5.2.3 Dietary/Food Supplements that May Support Enhanced Biotransformation

  • Full-spectrum, high-quality multivitamin and mineral formula including bioavailable nutrient forms

  • Buffered vitamin C (with mineral ascorbates): 1000–4000 mg a day in divided doses (to avoid loose stools) in powder, capsule, or tablet forms during periods of increased detoxification. If dosage causes loose stools, lower dose

  • Milk thistle (Silybum marianum) : 200–600 mg silymarin/day

  • Rosemary (Rosmarinus officinalis) extract: 200–500 mg dry extract/day (standardized to 6–10% rosmarinic acid)

  • Turmeric curcuminoids with bioavailability enhancer (e.g. turmeric essential oils, cyclodextrin, piperine): 200–600 mg curcuminoids/day, in divided doses

  • Astaxanthin (from Haematococcus pluvialis): 5–20 mg/day

  • Vitamin B6 (as pyridoxal 5′-phosphate): 10–25 mg/day

  • Vitamin B12 (as methylcobalamin): 500–10,000 μg/day

  • Folate as (6S)-5-methyltetrahydrofolate (glucosamine salt), calcium methylfolate, or food-form folates [73]: 1500 μg/day

  • Omega-3 fatty acids (as EPA and DHA): 2000–5000 mg/day

  • Liposomal glutathione: 400–800 mg/day

Additional supplements (for use under medical supervision):

  • N-acetylcysteine: 500–1000 mg a day

  • Amino acids: taurine 500 mg twice/day, glycine 500 mg twice/day

  • Alpha-lipoic acid: 100–600 mg a day

  • L-carnitine: 1000–2000 mg a day in divided doses

  • Bioflavonoids (citrus, pine bark, grape seed, green tea): 50 mg/day

6 Conclusions

There is growing evidence that xenobiotics are playing an increasing role in a wide variety of chronic diseases and multi-morbidities that present the primary burdens on healthcare system [74]. The specific manifestation of disease in a given individual is dependent on extraordinarily complex and generally poorly understood gene-environment interactions, mediated by disrupted nuclear transcription factor trafficking and signalling pathways.
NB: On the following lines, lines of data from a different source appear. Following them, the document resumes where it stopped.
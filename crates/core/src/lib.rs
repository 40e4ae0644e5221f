//! `claimgate-core` — domain foundation building blocks.
//!
//! This crate contains **pure domain** primitives (no store or transport
//! concerns): strongly-typed identifiers, the case-insensitive email value
//! object, and the uniform `ServiceResult` contract returned by every
//! account operation.

pub mod email;
pub mod id;
pub mod result;

pub use email::Email;
pub use id::UserId;
pub use result::ServiceResult;
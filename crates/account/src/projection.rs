//! User-facing "who can do what" projection.

use serde::{Deserialize, Serialize};

use claimgate_core::UserId;
use claimgate_policy::{claim, Capability, Claim, ClaimType};

/// Capability flags and identity attributes of one user, as derived from
/// their claim set.
#[derive(Debug, Clone, PartialEq, Eq, Serialize, Deserialize)]
pub struct UserWithClaims {
    pub user_id: UserId,
    pub email: Option<String>,
    pub role_name: Option<String>,
    pub name: Option<String>,
    pub create: bool,
    pub update: bool,
    pub delete: bool,
    pub read: bool,
    pub manage_user: bool,
}

impl UserWithClaims {
    /// Project a claim set into the capability view.
    ///
    /// Returns `None` for an empty claim set (such users are excluded from
    /// listings). Identity attributes are optional — a missing `Name` or
    /// `Role` claim leaves the field empty rather than failing — and
    /// capability flags default to `false` when absent or unparsable.
    pub fn project(user_id: UserId, claims: &[Claim]) -> Option<Self> {
        if claims.is_empty() {
            return None;
        }

        Some(Self {
            user_id,
            email: claim::find_value(claims, ClaimType::Email).map(str::to_string),
            role_name: claim::find_value(claims, ClaimType::Role).map(str::to_string),
            name: claim::find_value(claims, ClaimType::Name).map(str::to_string),
            create: claim::find_flag(claims, Capability::Create),
            update: claim::find_flag(claims, Capability::Update),
            delete: claim::find_flag(claims, Capability::Delete),
            read: claim::find_flag(claims, Capability::Read),
            manage_user: claim::find_flag(claims, Capability::ManageUser),
        })
    }
}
The huge, variable, and unpredictable array of xenobiotics to which individuals are exposed presently, coupled with the genetic and epigenetic variability, make it almost impossible to assess the net effect of xenobiotic load on an individual. This dilemma is compounded further by the absence of adequate toxicological and toxicogenomic data on environmental chemicals, acting both singly or, even more relevant to real-world situations, as mixtures.

Toxicogenomics offers a new lens through which to understand more about the effects of xenobiotic exposure mediated by effects on specific genes and signalling pathways. The clinical practice of integrative and functional medicine is unique in its emphasis on trying to establish causes, triggers, and mediators of chronic disease, often much earlier in the disease cycle than with conventional medical approaches.

Rapidly emerging omics sciences, including nutrigenomics and metabolomics, as well as cost-effective testing of SNPs for gene variants associated with compromised biotransformation, are further able to assist clinicians in their development of personalised protocols for their patients.

Despite these complexities, a number of robust strategies apply to most, if not all, cases: every effort should be made to help patients minimise total xenobiotic exposure and body load, while dietary and lifestyle patterns that promote effective biotransformation and elimination of metabolites should be strongly encouraged.